Look through the data below for the line with "use derive_more::Display;", and transcribe it exactly together with each line after it up to and including the line with "type Members = SmallVec<[NodeId; 8]>;". Give nothing else.

> [Stored data entries]:
-*-

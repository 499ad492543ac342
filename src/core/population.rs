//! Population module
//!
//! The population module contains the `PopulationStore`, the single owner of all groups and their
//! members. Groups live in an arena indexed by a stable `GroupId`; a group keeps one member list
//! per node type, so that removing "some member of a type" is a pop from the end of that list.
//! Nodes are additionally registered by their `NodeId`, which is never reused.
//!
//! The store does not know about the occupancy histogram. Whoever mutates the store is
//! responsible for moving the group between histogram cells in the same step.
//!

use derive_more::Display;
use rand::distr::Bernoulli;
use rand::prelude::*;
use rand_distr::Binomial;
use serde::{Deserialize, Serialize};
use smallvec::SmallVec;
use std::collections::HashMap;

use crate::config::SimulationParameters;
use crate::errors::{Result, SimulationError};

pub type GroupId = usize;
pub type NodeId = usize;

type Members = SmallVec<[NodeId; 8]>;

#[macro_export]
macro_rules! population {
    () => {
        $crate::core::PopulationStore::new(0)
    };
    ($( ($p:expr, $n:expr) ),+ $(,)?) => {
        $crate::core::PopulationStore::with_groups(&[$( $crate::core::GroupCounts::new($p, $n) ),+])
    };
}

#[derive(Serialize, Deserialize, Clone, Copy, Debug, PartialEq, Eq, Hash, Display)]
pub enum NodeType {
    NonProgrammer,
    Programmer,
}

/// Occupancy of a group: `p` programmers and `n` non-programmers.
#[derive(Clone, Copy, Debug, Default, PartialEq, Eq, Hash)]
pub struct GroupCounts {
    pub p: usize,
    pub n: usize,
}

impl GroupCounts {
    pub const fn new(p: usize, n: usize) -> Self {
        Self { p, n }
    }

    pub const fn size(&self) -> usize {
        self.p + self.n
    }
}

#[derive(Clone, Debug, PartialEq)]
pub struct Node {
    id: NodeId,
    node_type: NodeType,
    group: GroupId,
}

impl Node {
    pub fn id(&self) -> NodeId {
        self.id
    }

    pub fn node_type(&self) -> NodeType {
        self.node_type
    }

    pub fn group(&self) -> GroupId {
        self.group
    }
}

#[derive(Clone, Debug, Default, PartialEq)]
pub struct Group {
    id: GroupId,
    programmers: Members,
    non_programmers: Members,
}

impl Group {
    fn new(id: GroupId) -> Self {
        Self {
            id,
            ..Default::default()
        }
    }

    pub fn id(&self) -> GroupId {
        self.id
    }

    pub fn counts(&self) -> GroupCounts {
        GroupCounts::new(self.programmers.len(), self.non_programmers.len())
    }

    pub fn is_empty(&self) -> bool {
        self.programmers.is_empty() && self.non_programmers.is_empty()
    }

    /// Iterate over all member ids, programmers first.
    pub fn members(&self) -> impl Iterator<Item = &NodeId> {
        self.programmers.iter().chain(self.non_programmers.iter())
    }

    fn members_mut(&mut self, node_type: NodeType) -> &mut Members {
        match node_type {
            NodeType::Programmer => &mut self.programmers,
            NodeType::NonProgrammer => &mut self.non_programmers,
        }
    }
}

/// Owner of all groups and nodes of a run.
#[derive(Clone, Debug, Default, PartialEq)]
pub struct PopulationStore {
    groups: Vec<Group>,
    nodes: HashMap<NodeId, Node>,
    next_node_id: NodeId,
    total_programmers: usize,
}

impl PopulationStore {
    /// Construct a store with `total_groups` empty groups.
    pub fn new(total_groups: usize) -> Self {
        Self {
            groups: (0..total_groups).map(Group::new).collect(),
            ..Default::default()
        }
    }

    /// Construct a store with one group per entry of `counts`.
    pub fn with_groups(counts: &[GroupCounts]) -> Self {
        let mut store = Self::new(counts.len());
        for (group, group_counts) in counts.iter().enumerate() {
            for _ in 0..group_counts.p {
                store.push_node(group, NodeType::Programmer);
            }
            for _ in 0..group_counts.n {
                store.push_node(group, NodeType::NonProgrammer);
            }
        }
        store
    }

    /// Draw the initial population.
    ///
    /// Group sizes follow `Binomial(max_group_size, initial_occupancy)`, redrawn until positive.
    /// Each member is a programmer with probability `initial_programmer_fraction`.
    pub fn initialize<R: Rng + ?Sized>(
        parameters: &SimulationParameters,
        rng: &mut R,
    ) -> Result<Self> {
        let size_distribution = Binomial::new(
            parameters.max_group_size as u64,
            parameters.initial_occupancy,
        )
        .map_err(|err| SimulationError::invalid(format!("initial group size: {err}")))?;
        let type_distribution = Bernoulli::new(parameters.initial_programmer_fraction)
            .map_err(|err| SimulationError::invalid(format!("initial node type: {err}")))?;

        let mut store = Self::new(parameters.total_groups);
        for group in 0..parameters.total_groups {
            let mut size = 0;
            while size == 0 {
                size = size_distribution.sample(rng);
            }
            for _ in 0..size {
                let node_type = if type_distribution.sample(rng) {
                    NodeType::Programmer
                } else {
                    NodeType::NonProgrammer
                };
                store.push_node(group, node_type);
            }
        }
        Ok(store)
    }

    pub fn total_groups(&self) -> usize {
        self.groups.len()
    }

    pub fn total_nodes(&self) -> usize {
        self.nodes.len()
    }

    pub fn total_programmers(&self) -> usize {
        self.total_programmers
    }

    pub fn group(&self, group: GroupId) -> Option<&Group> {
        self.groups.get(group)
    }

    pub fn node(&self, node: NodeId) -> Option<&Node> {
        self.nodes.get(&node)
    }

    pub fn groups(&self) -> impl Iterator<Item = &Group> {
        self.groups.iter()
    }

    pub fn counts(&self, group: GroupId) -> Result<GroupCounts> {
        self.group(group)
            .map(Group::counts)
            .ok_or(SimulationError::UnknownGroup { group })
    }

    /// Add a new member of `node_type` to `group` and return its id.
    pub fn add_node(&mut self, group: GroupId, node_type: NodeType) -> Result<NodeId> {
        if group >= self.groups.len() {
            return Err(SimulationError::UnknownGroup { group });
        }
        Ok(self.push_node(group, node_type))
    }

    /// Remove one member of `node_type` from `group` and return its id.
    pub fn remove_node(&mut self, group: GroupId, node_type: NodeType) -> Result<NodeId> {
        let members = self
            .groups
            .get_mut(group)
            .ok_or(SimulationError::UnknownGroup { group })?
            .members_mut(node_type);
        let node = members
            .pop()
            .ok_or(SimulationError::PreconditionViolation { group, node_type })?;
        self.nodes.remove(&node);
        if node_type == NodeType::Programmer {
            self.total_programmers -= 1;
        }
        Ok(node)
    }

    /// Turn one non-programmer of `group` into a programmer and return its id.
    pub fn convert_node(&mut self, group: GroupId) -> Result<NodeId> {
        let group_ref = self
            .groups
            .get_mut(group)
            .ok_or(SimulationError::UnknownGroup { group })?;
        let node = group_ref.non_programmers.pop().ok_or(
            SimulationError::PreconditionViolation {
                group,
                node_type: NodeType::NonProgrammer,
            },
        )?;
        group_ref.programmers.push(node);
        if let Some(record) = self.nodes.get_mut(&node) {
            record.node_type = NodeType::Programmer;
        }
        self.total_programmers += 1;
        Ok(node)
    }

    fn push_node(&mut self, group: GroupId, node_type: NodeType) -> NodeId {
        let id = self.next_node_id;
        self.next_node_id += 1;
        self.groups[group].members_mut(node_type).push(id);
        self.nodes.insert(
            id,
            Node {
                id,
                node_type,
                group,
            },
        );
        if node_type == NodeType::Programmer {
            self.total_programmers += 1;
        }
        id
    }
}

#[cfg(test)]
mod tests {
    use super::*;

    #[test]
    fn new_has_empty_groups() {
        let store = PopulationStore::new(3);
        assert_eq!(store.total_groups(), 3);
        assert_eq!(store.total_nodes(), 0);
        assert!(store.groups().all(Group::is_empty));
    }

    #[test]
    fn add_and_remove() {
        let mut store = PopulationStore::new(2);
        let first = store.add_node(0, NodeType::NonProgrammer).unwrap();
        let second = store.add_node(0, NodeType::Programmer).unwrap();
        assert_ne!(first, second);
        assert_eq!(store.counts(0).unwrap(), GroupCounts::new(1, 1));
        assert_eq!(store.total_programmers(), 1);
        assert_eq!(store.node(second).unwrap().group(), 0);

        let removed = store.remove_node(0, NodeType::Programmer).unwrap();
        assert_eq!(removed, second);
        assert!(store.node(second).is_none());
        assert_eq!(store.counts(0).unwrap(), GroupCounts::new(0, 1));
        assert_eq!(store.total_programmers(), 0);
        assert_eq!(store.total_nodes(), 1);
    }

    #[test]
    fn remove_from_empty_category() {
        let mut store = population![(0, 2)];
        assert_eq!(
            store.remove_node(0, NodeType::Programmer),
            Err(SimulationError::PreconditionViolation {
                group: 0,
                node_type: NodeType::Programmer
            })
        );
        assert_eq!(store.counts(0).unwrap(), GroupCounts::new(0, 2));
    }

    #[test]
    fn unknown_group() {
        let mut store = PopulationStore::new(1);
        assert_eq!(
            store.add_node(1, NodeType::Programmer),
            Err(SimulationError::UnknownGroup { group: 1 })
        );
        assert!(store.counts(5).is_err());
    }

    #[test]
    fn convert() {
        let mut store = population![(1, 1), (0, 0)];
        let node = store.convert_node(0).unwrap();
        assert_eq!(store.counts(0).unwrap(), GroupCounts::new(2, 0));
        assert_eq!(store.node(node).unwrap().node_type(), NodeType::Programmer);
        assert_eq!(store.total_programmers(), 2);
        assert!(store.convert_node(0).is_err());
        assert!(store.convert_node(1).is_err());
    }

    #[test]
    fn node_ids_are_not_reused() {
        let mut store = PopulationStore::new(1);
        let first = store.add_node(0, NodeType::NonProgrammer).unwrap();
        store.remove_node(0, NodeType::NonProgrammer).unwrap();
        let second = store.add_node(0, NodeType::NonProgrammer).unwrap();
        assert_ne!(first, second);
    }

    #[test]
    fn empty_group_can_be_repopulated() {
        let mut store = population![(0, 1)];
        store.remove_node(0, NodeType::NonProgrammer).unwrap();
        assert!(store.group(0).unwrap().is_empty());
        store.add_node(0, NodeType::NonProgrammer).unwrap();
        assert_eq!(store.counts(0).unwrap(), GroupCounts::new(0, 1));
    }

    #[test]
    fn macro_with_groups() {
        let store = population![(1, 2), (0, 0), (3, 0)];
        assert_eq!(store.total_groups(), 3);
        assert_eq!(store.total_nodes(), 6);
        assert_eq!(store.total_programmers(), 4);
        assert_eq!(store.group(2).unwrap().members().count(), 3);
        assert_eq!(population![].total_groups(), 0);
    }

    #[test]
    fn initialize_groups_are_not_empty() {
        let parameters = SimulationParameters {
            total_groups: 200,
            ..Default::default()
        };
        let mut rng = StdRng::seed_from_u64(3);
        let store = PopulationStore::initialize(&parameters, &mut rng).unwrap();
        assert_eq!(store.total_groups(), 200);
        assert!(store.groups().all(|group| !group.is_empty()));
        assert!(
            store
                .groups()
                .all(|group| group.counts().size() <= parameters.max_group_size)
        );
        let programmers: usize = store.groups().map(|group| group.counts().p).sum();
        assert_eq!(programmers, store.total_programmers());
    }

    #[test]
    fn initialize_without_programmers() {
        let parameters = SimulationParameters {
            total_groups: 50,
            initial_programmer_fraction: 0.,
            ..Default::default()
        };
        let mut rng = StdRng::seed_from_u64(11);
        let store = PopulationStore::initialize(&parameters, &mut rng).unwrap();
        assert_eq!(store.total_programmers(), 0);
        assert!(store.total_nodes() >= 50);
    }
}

-*-

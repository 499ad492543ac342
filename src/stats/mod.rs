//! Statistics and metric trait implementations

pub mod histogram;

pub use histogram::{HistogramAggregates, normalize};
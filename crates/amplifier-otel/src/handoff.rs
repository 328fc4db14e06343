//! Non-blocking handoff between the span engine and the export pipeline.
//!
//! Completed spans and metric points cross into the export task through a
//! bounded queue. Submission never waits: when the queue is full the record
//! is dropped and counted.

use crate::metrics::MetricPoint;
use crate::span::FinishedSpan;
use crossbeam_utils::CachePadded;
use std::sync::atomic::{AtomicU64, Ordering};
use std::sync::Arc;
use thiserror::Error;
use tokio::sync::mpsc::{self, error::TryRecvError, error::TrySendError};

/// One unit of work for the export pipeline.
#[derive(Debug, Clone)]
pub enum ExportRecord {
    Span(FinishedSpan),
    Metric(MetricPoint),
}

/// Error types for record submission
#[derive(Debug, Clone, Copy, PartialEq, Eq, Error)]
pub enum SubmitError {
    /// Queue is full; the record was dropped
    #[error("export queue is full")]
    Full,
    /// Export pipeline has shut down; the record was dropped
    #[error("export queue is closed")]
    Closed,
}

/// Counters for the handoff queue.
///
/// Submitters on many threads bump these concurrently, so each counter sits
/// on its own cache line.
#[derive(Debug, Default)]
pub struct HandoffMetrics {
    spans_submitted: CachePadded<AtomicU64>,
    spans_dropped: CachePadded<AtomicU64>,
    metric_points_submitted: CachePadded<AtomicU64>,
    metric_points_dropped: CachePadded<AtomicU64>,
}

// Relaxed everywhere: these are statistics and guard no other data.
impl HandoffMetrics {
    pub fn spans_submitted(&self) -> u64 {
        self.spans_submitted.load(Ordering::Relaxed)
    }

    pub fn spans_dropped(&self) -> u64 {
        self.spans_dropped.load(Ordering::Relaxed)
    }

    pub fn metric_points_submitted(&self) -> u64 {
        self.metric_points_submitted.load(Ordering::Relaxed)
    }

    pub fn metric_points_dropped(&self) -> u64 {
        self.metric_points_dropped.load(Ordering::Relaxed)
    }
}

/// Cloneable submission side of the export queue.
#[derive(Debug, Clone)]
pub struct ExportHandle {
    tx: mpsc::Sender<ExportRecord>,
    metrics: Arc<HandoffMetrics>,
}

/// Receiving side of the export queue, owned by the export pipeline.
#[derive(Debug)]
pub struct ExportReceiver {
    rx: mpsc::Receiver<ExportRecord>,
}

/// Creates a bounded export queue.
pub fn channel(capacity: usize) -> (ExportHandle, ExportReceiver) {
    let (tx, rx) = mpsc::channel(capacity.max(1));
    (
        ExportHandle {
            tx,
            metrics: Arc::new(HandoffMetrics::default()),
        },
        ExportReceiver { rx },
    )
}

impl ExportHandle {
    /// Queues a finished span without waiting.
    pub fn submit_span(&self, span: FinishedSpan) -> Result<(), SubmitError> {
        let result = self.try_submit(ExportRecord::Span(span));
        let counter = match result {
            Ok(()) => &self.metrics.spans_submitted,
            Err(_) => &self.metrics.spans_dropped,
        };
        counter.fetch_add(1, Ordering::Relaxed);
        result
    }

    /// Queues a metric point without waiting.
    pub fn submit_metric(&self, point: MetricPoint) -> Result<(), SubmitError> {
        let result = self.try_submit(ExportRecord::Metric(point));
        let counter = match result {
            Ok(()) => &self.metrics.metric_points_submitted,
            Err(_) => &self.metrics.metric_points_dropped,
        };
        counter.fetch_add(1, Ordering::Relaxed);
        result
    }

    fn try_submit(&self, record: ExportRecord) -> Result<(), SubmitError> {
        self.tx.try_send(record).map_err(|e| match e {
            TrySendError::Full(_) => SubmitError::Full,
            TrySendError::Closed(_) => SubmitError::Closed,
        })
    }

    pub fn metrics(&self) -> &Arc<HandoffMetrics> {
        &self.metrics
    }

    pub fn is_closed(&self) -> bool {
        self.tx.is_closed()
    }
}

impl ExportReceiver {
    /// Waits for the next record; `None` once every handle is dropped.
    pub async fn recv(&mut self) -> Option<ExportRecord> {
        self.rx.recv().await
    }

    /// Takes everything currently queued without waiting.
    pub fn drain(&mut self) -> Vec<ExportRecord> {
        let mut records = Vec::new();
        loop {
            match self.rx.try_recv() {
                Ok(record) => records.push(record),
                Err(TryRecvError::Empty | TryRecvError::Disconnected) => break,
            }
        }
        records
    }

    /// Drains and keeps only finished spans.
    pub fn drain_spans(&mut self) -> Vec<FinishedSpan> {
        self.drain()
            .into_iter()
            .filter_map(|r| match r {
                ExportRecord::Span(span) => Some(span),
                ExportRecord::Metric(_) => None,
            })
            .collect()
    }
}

-*-

> [Exercise output]:
use derive_more::Display;
use rand::distr::Bernoulli;
use rand::prelude::*;
use rand_distr::Binomial;
use serde::{Deserialize, Serialize};
use smallvec::SmallVec;
use std::collections::HashMap;

use crate::config::SimulationParameters;
use crate::errors::{Result, SimulationError};

pub type GroupId = usize;
pub type NodeId = usize;

type Members = SmallVec<[NodeId; 8]>;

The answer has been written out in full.